use log::{debug, info};
use raf_model::{MoleculeSet, Reaction, ReactionSet, ReactionSystem};

use crate::{Canceled, Progress};
use crate::closure::{food_closure, result_system};

pub const STRICT_MAX_RAF: &str = "Strictly Autocatalytic Max RAF";

/// The maximal RAF in which every reaction is catalyzed by something the
/// network itself makes: some catalyst conjunction must be present in the
/// food closure and contain at least one non-food molecule. Spontaneous
/// reactions never qualify.
pub fn strict_max_raf(input: &ReactionSystem, progress: &dyn Progress) -> Result<ReactionSystem, Canceled> {
    progress.set_tasks(STRICT_MAX_RAF, input.name());
    let foods = input.foods();
    let mut current = input.reactions().clone();
    progress.set_maximum(current.len() as u64);
    loop {
        progress.check_for_cancel()?;
        let closure = food_closure(foods, &current);
        let next: ReactionSet = current
            .iter()
            .filter(|r| r.has_all_inputs(&closure) && is_autocatalyzed(r, foods, &closure))
            .cloned()
            .collect();
        debug!("{}: {} -> {} reactions", STRICT_MAX_RAF, current.len(), next.len());
        if next.len() == current.len() {
            break;
        }
        current = next;
        progress.set_progress(current.len() as u64);
    }
    info!("{}: {} of {} reactions", STRICT_MAX_RAF, current.len(), input.size());
    Ok(result_system(STRICT_MAX_RAF, foods, current))
}

fn is_autocatalyzed(r: &Reaction, foods: &MoleculeSet, closure: &MoleculeSet) -> bool {
    r.catalysts().iter().any(|c| {
        c.is_satisfied_by(closure) && c.elements().iter().any(|m| !foods.contains(m))
    })
}
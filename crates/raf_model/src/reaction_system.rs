use std::fmt;
use std::sync::Arc;
use std::collections::BTreeSet;

use crate::MoleculeType;
use crate::MoleculeSet;
use crate::Reaction;
use crate::ModelError;

/// Reactions are shared between systems; trial systems built by the
/// algorithms clone the `Arc`, never the reaction.
pub type ReactionRef = Arc<Reaction>;

pub type ReactionSet = BTreeSet<ReactionRef>;

/// A named food set plus a set of reactions, both in canonical order.
///
/// A `ReactionSystem` is the input and the output of every algorithm. An
/// empty reaction set is a valid result ("no RAF exists"), not an error.
///
/// Equality compares food and reactions, the name is ignored.
#[derive(Debug, Clone, Default)]
pub struct ReactionSystem {
    name: String,
    foods: MoleculeSet,
    reactions: ReactionSet,
}

impl ReactionSystem {
    pub fn new(name: &str) -> Self {
        Self {
            name: name.to_string(),
            ..Default::default()
        }
    }

    /// A system sharing the given reactions.
    pub fn with_reactions<I>(name: &str, foods: MoleculeSet, reactions: I) -> Self
    where
        I: IntoIterator<Item = ReactionRef>,
    {
        Self {
            name: name.to_string(),
            foods,
            reactions: reactions.into_iter().collect(),
        }
    }

    /// Builds a system from freshly constructed reactions, rejecting
    /// duplicate names.
    pub fn try_from_reactions<I>(name: &str, foods: MoleculeSet, reactions: I) -> Result<Self, ModelError>
    where
        I: IntoIterator<Item = Reaction>,
    {
        let mut system = Self::with_reactions(name, foods, []);
        for reaction in reactions {
            let rname = reaction.name().to_string();
            if !system.reactions.insert(Arc::new(reaction)) {
                return Err(ModelError::DuplicateReaction(rname));
            }
        }
        Ok(system)
    }

    /// New system with independent collections but shared reactions.
    pub fn shallow_copy(&self, name: &str) -> Self {
        Self {
            name: name.to_string(),
            foods: self.foods.clone(),
            reactions: self.reactions.clone(),
        }
    }

    pub fn name(&self) -> &str {
        &self.name
    }

    pub fn set_name(&mut self, name: &str) {
        self.name = name.to_string();
    }

    pub fn foods(&self) -> &MoleculeSet {
        &self.foods
    }

    pub fn set_foods(&mut self, foods: MoleculeSet) {
        self.foods = foods;
    }

    pub fn reactions(&self) -> &ReactionSet {
        &self.reactions
    }

    pub fn remove_reaction(&mut self, name: &str) -> Option<ReactionRef> {
        let found = self.reaction_by_name(name)?.clone();
        self.reactions.remove(&found);
        Some(found)
    }

    pub fn reaction_by_name(&self, name: &str) -> Option<&ReactionRef> {
        self.reactions.iter().find(|r| r.name() == name)
    }

    /// Number of reactions.
    pub fn size(&self) -> usize {
        self.reactions.len()
    }

    pub fn is_empty(&self) -> bool {
        self.reactions.is_empty()
    }

    pub fn food_size(&self) -> usize {
        self.foods.len()
    }

    pub fn reaction_names(&self) -> Vec<&str> {
        self.reactions.iter().map(|r| r.name()).collect()
    }

    /// Every molecule mentioned by the food set or any reaction.
    pub fn molecule_types(&self) -> MoleculeSet {
        let mut all = self.foods.clone();
        for r in &self.reactions {
            all.extend(r.molecules());
        }
        all
    }

    /// The molecules mentioned by the reactions that are also in `foods`.
    pub fn mentioned_foods(&self, foods: &MoleculeSet) -> MoleculeSet {
        let mut mentioned = MoleculeSet::new();
        for r in &self.reactions {
            mentioned.extend(r.molecules());
        }
        mentioned.intersection(foods).cloned().collect()
    }
}

impl PartialEq for ReactionSystem {
    fn eq(&self, other: &Self) -> bool {
        self.foods == other.foods && self.reactions == other.reactions
    }
}

impl Eq for ReactionSystem {}

impl fmt::Display for ReactionSystem {
    fn fmt(&self, f: &mut fmt::Formatter<'_>) -> fmt::Result {
        writeln!(f, "# {} ({} reactions, {} food)", self.name, self.size(), self.food_size())?;
        writeln!(f, "Food: {}", self.foods.iter()
            .map(|m| m.name())
            .collect::<Vec<_>>()
            .join(" "))?;
        for r in &self.reactions {
            writeln!(f, "{}", r)?;
        }
        Ok(())
    }
}
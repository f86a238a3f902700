use std::fmt;
use std::sync::atomic::{AtomicBool, AtomicUsize, Ordering};

/// Cooperative cancellation outcome. Not an error in the usual sense:
/// exact algorithms return it instead of a result, heuristics never do.
#[derive(Debug, Clone, Copy, PartialEq, Eq)]
pub struct Canceled;

impl fmt::Display for Canceled {
    fn fmt(&self, f: &mut fmt::Formatter<'_>) -> fmt::Result {
        write!(f, "Computation canceled")
    }
}

impl std::error::Error for Canceled {}

/// Progress reporting and cancellation, implemented by the caller.
///
/// All methods take `&self`: the same handle is polled from every worker
/// of a parallel fan-out. Every method has a no-op default, so a reporter
/// only implements what it displays.
pub trait Progress: Sync {
    fn set_tasks(&self, _title: &str, _subtitle: &str) {}

    fn set_subtask(&self, _text: &str) {}

    fn set_maximum(&self, _n: u64) {}

    fn set_progress(&self, _n: u64) {}

    fn increment_progress(&self) {}

    /// Polled once per outer iteration or parallel candidate.
    fn check_for_cancel(&self) -> Result<(), Canceled> {
        Ok(())
    }
}

/// Reports nothing and never cancels.
#[derive(Debug, Default, Clone, Copy)]
pub struct Silent;

impl Progress for Silent {}

/// Silent towards the user, but forwards cancellation from its parent.
/// Used for algorithms that run as a step of another algorithm.
pub struct Nested<'a> {
    parent: &'a dyn Progress,
}

impl<'a> Nested<'a> {
    pub fn new(parent: &'a dyn Progress) -> Self {
        Self { parent }
    }
}

impl Progress for Nested<'_> {
    fn check_for_cancel(&self) -> Result<(), Canceled> {
        self.parent.check_for_cancel()
    }
}

/// A flag that can be raised from anywhere to cancel a running computation.
#[derive(Debug, Default)]
pub struct CancelFlag {
    canceled: AtomicBool,
}

impl CancelFlag {
    pub fn new() -> Self {
        Self::default()
    }

    pub fn cancel(&self) {
        self.canceled.store(true, Ordering::Relaxed);
    }

    pub fn is_canceled(&self) -> bool {
        self.canceled.load(Ordering::Relaxed)
    }
}

impl Progress for CancelFlag {
    fn check_for_cancel(&self) -> Result<(), Canceled> {
        if self.is_canceled() { Err(Canceled) } else { Ok(()) }
    }
}

/// Cancels once `polls` checks have passed. Bounds the work of a
/// computation without a clock.
#[derive(Debug)]
pub struct CancelAfter {
    remaining: AtomicUsize,
}

impl CancelAfter {
    pub fn new(polls: usize) -> Self {
        Self { remaining: AtomicUsize::new(polls) }
    }
}

impl Progress for CancelAfter {
    fn check_for_cancel(&self) -> Result<(), Canceled> {
        let update = self.remaining
            .fetch_update(Ordering::Relaxed, Ordering::Relaxed, |n| n.checked_sub(1));
        match update {
            Ok(_) => Ok(()),
            Err(_) => Err(Canceled),
        }
    }
}

#[cfg(test)]
mod tests {
    use super::*;

    #[test]
    fn test_silent_never_cancels() {
        let p = Silent;
        p.set_tasks("a", "b");
        p.increment_progress();
        assert_eq!(p.check_for_cancel(), Ok(()));
    }

    #[test]
    fn test_nested_forwards_cancel() {
        let flag = CancelFlag::new();
        let nested = Nested::new(&flag);
        assert_eq!(nested.check_for_cancel(), Ok(()));
        flag.cancel();
        assert_eq!(nested.check_for_cancel(), Err(Canceled));
    }

    #[test]
    fn test_cancel_after() {
        let p = CancelAfter::new(2);
        assert_eq!(p.check_for_cancel(), Ok(()));
        assert_eq!(p.check_for_cancel(), Ok(()));
        assert_eq!(p.check_for_cancel(), Err(Canceled));
        assert_eq!(p.check_for_cancel(), Err(Canceled));
    }
}
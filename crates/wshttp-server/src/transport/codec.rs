//! Decode-once codec for the server transport.
//!
//! - Text frames => `SocketRequest` (call from the client)
//! - Binary frames => `SocketResponse` (answer to one of our calls)
//! - Ping/Pong/Close are surfaced for lifecycle management

use axum::extract::ws::Message;
use wshttp_core::{
    error::Result,
    protocol::envelope::{request_from_str, response_from_slice},
    FrameKind, SocketRequest, SocketResponse,
};

#[derive(Debug)]
pub enum Inbound {
    Request(SocketRequest),
    Response(SocketResponse),
    Ping(Vec<u8>),
    Pong,
    Close,
}

pub fn frame_kind(msg: &Message) -> Option<FrameKind> {
    match msg {
        Message::Text(_) => Some(FrameKind::Text),
        Message::Binary(_) => Some(FrameKind::Binary),
        _ => None,
    }
}

pub fn decode(msg: Message) -> Result<Inbound> {
    match msg {
        Message::Text(s) => Ok(Inbound::Request(request_from_str(&s)?)),
        Message::Binary(b) => Ok(Inbound::Response(response_from_slice(&b)?)),
        Message::Ping(v) => Ok(Inbound::Ping(v)),
        Message::Pong(_) => Ok(Inbound::Pong),
        Message::Close(_) => Ok(Inbound::Close),
    }
}

pub fn encode_request(req: &SocketRequest) -> Result<Message> {
    Ok(Message::Text(req.to_json()?))
}

pub fn encode_response(resp: &SocketResponse) -> Result<Message> {
    Ok(Message::Binary(resp.to_json_bytes()?))
}

/// Cheap length check before decoding.
pub fn frame_len(msg: &Message) -> usize {
    match msg {
        Message::Text(s) => s.len(),
        Message::Binary(b) => b.len(),
        Message::Ping(v) => v.len(),
        Message::Pong(v) => v.len(),
        Message::Close(_) => 0,
    }
}
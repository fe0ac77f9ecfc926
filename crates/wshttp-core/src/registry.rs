//! Handler table: `(handler, method)` -> handler object.
//!
//! Generic over the handler trait object so the client and server can keep
//! their own handler signatures while sharing the lookup rules.

use std::sync::Arc;

use dashmap::DashMap;

/// Key form used on both peers: `handler@method`.
pub fn handler_key(handler: &str, method: &str) -> String {
    format!("{handler}@{method}")
}

pub struct HandlerRegistry<H: ?Sized> {
    map: DashMap<String, Arc<H>>,
}

impl<H: ?Sized> Default for HandlerRegistry<H> {
    fn default() -> Self {
        Self { map: DashMap::new() }
    }
}

impl<H: ?Sized> HandlerRegistry<H> {
    pub fn new() -> Self {
        Self::default()
    }

    /// Register (or replace) the handler for `(handler, method)`.
    pub fn register(&self, handler: &str, method: &str, h: Arc<H>) {
        if self.map.insert(handler_key(handler, method), h).is_some() {
            tracing::warn!(handler, method, "handler replaced");
        }
    }

    pub fn get(&self, handler: &str, method: &str) -> Option<Arc<H>> {
        self.map
            .get(&handler_key(handler, method))
            .map(|e| Arc::clone(e.value()))
    }

    pub fn contains(&self, handler: &str, method: &str) -> bool {
        self.map.contains_key(&handler_key(handler, method))
    }

    pub fn keys(&self) -> Vec<String> {
        let mut keys: Vec<String> = self.map.iter().map(|e| e.key().clone()).collect();
        keys.sort();
        keys
    }
}
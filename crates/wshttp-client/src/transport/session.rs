//! Client session loop.
//!
//! Responsibilities:
//! - Drain the outbound queue into the socket
//! - Route inbound frames: text => handler dispatch, binary => pending call
//! - Answer pings, record close/error as a transport fault

use std::sync::Arc;

use futures_util::{SinkExt, StreamExt};
use tokio::net::TcpStream;
use tokio::sync::mpsc;
use tokio_tungstenite::tungstenite::Message;
use tokio_tungstenite::{MaybeTlsStream, WebSocketStream};

use wshttp_core::protocol::sign;
use wshttp_core::{SocketRequest, SocketResponse};

use crate::manager::ManagerInner;
use crate::transport::codec::{decode, encode_response, Inbound};

pub(crate) type WsStream = WebSocketStream<MaybeTlsStream<TcpStream>>;

pub(crate) async fn run_session(
    inner: Arc<ManagerInner>,
    ws: WsStream,
    out_tx: mpsc::Sender<Message>,
    mut out_rx: mpsc::Receiver<Message>,
    epoch: u64,
) {
    let (mut ws_tx, mut ws_rx) = ws.split();

    loop {
        tokio::select! {
            // outbound writer
            maybe_out = out_rx.recv() => {
                let Some(m) = maybe_out else { break; };
                let closing = matches!(m, Message::Close(_));
                if let Err(e) = ws_tx.send(m).await {
                    tracing::warn!(error = %e, "socket write failed");
                    inner.mark_faulted(epoch, "write error");
                    break;
                }
                if closing {
                    break;
                }
            }

            // inbound reader
            incoming = ws_rx.next() => {
                let Some(incoming) = incoming else {
                    inner.mark_faulted(epoch, "stream ended");
                    break;
                };
                let msg = match incoming {
                    Ok(m) => m,
                    Err(e) => {
                        tracing::warn!(error = %e, "socket read failed");
                        inner.mark_faulted(epoch, "read error");
                        break;
                    }
                };

                match decode(msg) {
                    Ok(Inbound::Request(req)) => {
                        tokio::spawn(handle_request(Arc::clone(&inner), out_tx.clone(), req));
                    }
                    Ok(Inbound::Response(resp)) => complete_response(&inner, resp),
                    Ok(Inbound::Ping(payload)) => {
                        if let Err(e) = ws_tx.send(Message::Pong(payload)).await {
                            tracing::warn!(error = %e, "pong write failed");
                            inner.mark_faulted(epoch, "write error");
                            break;
                        }
                    }
                    Ok(Inbound::Pong) => {}
                    Ok(Inbound::Close) => {
                        inner.mark_faulted(epoch, "closed by peer");
                        break;
                    }
                    Err(e) => {
                        tracing::warn!(error = %e, "dropping undecodable frame");
                    }
                }
            }
        }
    }

    tracing::debug!(epoch, "session ended");
}

/// Response lane: hand the decoded response to whoever is still waiting.
pub(crate) fn complete_response(inner: &ManagerInner, mut resp: SocketResponse) {
    let Some(responder) = inner.pending.take(&resp.uid) else {
        tracing::info!(uid = %resp.uid, code = resp.code, "no pending call for response, dropped");
        return;
    };

    resp.body = sign::decode(&resp.sign, &resp.body);
    if !responder.resolve(resp) {
        tracing::debug!("caller left before its response arrived");
    }
}

/// Request lane: run the registered handler and answer on the binary lane.
async fn handle_request(inner: Arc<ManagerInner>, out_tx: mpsc::Sender<Message>, mut req: SocketRequest) {
    let Some(handler) = inner.handlers.get(&req.handler, &req.method) else {
        tracing::warn!(
            uid = %req.uid,
            handler = %req.handler,
            method = %req.method,
            "no handler registered, request dropped"
        );
        return;
    };

    req.body = sign::decode(&req.sign, &req.body);
    let mut resp = SocketResponse::for_request(req.uid.clone());
    handler.handle(&req, &mut resp).await;
    resp.body = sign::encode(&resp.sign, &resp.body);

    let msg = match encode_response(&resp) {
        Ok(m) => m,
        Err(e) => {
            tracing::error!(uid = %resp.uid, error = %e, "response encode failed");
            return;
        }
    };
    if out_tx.send(msg).await.is_err() {
        tracing::warn!(uid = %resp.uid, "connection gone before response was written");
    }
}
__________________________________________________
> **WHAT THIS TASK INVOLVES**: Taking the entries above, write out exactly the lines starting with the line containing "pub fn molecule_types(&self)" and going on through the line containing "The molecules mentioned", both included, and nothing else.

> **YOUR SOLUTION**:
    pub fn molecule_types(&self) -> MoleculeSet {
        let mut all = self.foods.clone();
        for r in &self.reactions {
            all.extend(r.molecules());
        }
        all
    }

    /// The molecules mentioned by the reactions that are also in `foods`.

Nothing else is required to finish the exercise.